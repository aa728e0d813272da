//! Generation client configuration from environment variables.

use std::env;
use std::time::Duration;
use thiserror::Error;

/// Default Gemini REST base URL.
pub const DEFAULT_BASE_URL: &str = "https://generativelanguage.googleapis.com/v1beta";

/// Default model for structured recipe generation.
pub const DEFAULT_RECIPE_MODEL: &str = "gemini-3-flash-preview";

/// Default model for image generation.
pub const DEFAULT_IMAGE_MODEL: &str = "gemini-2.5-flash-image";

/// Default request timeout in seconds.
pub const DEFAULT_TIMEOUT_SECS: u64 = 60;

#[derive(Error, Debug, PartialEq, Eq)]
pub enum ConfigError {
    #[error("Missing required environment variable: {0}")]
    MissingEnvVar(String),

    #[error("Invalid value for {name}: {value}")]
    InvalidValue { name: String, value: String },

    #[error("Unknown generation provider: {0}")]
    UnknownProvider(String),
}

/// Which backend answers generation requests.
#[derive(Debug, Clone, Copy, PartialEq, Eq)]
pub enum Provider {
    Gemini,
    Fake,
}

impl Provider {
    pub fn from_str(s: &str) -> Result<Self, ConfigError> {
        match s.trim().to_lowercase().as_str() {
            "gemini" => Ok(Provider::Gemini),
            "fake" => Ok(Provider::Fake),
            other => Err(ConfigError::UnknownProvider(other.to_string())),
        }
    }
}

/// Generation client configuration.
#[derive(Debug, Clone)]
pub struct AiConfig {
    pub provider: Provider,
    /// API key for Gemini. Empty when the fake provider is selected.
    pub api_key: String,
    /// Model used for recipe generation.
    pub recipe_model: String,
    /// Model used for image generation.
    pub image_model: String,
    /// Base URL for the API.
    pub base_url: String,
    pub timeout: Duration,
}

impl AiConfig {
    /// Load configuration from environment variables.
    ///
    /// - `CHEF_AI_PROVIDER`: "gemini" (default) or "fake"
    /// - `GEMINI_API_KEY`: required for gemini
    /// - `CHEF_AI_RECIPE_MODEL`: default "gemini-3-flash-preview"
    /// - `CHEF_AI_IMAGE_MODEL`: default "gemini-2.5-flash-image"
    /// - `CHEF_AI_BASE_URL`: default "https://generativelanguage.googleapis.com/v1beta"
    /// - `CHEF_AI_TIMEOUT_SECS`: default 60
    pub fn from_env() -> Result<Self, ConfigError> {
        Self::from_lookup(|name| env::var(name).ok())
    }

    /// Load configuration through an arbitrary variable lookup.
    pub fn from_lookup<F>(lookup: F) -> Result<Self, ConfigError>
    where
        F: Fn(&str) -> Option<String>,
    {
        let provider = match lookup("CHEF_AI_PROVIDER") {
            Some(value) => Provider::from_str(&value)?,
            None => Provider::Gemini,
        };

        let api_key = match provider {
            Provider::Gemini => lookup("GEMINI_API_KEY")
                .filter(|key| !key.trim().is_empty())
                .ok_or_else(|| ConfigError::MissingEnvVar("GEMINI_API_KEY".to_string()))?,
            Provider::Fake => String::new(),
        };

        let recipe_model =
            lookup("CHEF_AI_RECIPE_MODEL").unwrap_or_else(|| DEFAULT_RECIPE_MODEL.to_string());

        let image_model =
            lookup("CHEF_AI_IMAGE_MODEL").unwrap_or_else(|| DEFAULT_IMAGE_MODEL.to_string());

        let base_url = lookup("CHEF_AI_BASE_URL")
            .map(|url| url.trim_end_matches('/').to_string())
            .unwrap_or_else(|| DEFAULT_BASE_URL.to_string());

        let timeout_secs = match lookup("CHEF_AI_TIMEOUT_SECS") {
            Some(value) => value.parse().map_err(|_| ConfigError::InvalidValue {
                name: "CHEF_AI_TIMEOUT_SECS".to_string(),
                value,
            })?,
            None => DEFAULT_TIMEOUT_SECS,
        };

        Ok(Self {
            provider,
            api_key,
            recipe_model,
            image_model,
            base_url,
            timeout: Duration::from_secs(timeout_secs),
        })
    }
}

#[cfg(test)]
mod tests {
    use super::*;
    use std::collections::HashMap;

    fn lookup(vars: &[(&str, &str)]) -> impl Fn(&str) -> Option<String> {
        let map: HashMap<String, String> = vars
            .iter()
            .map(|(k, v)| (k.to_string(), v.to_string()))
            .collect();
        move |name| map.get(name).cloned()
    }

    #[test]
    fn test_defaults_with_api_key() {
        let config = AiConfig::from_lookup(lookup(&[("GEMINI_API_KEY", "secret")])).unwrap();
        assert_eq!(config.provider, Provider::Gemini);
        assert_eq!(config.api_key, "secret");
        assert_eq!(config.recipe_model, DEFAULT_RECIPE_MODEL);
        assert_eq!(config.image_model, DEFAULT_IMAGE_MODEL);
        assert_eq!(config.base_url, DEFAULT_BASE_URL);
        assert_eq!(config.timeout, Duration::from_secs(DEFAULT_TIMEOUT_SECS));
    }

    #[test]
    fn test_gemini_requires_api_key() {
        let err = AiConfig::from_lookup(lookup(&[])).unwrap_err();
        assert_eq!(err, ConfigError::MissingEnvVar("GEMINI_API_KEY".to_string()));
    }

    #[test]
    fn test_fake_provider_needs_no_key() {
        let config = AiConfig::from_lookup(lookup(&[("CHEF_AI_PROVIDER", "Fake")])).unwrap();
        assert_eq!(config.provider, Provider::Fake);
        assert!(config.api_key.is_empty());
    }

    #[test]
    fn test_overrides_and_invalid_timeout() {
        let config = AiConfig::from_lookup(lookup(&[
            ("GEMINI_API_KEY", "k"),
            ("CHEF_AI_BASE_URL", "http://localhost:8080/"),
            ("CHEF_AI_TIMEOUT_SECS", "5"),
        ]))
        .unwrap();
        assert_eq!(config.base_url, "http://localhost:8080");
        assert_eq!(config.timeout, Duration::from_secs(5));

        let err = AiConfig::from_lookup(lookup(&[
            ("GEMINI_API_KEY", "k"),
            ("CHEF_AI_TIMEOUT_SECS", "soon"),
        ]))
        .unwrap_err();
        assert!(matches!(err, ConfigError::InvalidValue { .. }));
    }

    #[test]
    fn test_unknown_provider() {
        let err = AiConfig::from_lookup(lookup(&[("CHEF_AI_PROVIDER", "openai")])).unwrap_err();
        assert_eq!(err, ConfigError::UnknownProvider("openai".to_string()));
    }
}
*-*-*
TASK STATEMENT |
The required output is the set of lines from the first line of the data through the line that contains "pub const DEFAULT_IMAGE_MODEL: &str", transcribed exactly.

YOUR SOLUTION |
repository aa728e0d813272da
//! Generation client configuration from environment variables.

use std::env;
use std::time::Duration;
use thiserror::Error;

/// Default Gemini REST base URL.
pub const DEFAULT_BASE_URL: &str = "https://generativelanguage.googleapis.com/v1beta";

/// Default model for structured recipe generation.
pub const DEFAULT_RECIPE_MODEL: &str = "gemini-3-flash-preview";

/// Default model for image generation.
pub const DEFAULT_IMAGE_MODEL: &str = "gemini-2.5-flash-image";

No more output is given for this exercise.